Свидетель истории.
Поддержать

Свидетель истории.

Караганда – удивительный город. Он умеет удивлять. Удивляет не природными и архитектурными красотами, их тут в привычном смысле не так уж много. А сильными характерами людей, которые здесь живут.

Построен город был в 30-х годах заключенными и спецпереселенцами, в основном, из центральной России. Привозили их вагонами, выгружали в голой степи. Люди жили в ямах, пещерах, которые рыли тут же, на месте будущего города. Многие погибали от голода, холода и непосильной работы.

Такая у этого города тяжелая, пронзительная история. Как и у многих его жителей, заставших жуткие времена сталинского террора…

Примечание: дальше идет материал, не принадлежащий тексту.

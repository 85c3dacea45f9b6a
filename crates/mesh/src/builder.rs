use glam::{Vec2, Vec3};
use terrastream_common::LodLevel;
use terrastream_elevation::ElevationGrid;

use crate::{MeshError, TileMesh};

/// Sample stride for a LOD: `2^lod`.
pub fn skip_factor(lod: LodLevel) -> usize {
    1usize.checked_shl(u32::from(lod)).unwrap_or(usize::MAX)
}

/// Vertices per edge after decimating `resolution` to `lod`.
pub fn decimated_resolution(resolution: usize, lod: LodLevel) -> usize {
    resolution.saturating_sub(1) / skip_factor(lod) + 1
}

/// Turns elevation grids into tile meshes.
#[derive(Debug, Clone, Copy)]
pub struct TileMeshBuilder {
    height_scale: f32,
}

impl TileMeshBuilder {
    pub fn new(height_scale: f32) -> Self {
        Self { height_scale }
    }

    pub fn height_scale(&self) -> f32 {
        self.height_scale
    }

    /// Build a mesh from `grid`, keeping every `2^lod`-th sample on each axis.
    ///
    /// Vertices sit at the world offset of the source sample they were taken
    /// from, so with `(R - 1)` divisible by the stride the mesh covers the
    /// whole tile at every LOD.
    pub fn build(&self, grid: &ElevationGrid, lod: LodLevel) -> Result<TileMesh, MeshError> {
        let resolution = grid.resolution();
        if resolution < 2 {
            return Err(MeshError::GridTooSmall(resolution));
        }
        let skip = skip_factor(lod);
        let reduced = decimated_resolution(resolution, lod);
        if reduced < 2 {
            return Err(MeshError::LodTooCoarse { lod, resolution });
        }

        let spacing = grid.spacing();
        let last = (resolution - 1) as f32;
        let vertex_count = reduced * reduced;

        let mut positions = Vec::with_capacity(vertex_count);
        let mut uvs = Vec::with_capacity(vertex_count);
        for j in 0..reduced {
            for i in 0..reduced {
                let (si, sj) = (i * skip, j * skip);
                positions.push(Vec3::new(
                    si as f32 * spacing,
                    grid.get(si, sj) * self.height_scale,
                    sj as f32 * spacing,
                ));
                uvs.push(Vec2::new(si as f32 / last, sj as f32 / last));
            }
        }

        let quads = reduced - 1;
        let mut indices = Vec::with_capacity(quads * quads * 6);
        for j in 0..quads {
            for i in 0..quads {
                let a = (j * reduced + i) as u32;
                let b = a + 1;
                let c = a + reduced as u32;
                let d = c + 1;
                // Counter-clockwise seen from +Y.
                indices.extend_from_slice(&[a, c, b, b, c, d]);
            }
        }

        let normals = vertex_normals(&positions, &indices);

        tracing::trace!(
            coord = %grid.coord(),
            lod,
            resolution = reduced,
            triangles = indices.len() / 3,
            "built tile mesh"
        );

        Ok(TileMesh {
            coord: grid.coord(),
            lod,
            resolution: reduced,
            positions,
            normals,
            uvs,
            indices,
        })
    }
}

/// Area-weighted vertex normals; vertices with no usable area point up.
fn vertex_normals(positions: &[Vec3], indices: &[u32]) -> Vec<Vec3> {
    let mut normals = vec![Vec3::ZERO; positions.len()];
    for tri in indices.chunks_exact(3) {
        let (i0, i1, i2) = (tri[0] as usize, tri[1] as usize, tri[2] as usize);
        let face = (positions[i1] - positions[i0]).cross(positions[i2] - positions[i0]);
        normals[i0] += face;
        normals[i1] += face;
        normals[i2] += face;
    }
    normals
        .into_iter()
        .map(|n| n.try_normalize().unwrap_or(Vec3::Y))
        .collect()
}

С Верой Афанасьевной Ткаченко мы встретились в Богородице-Рождественском женском монастыре, где она живет много лет в маленьком домике. С той поры, когда была келейницей преподобного Севастиана Карагандинского, человека необыкновенного, перенесшего Карлаг. 

Встретила она меня неласково. «От молитвы отвлекаете, не до вас мне теперь», — сказала, сурово сдвинув брови. Но потом вдруг смягчилась: «Садитесь, поговорим…»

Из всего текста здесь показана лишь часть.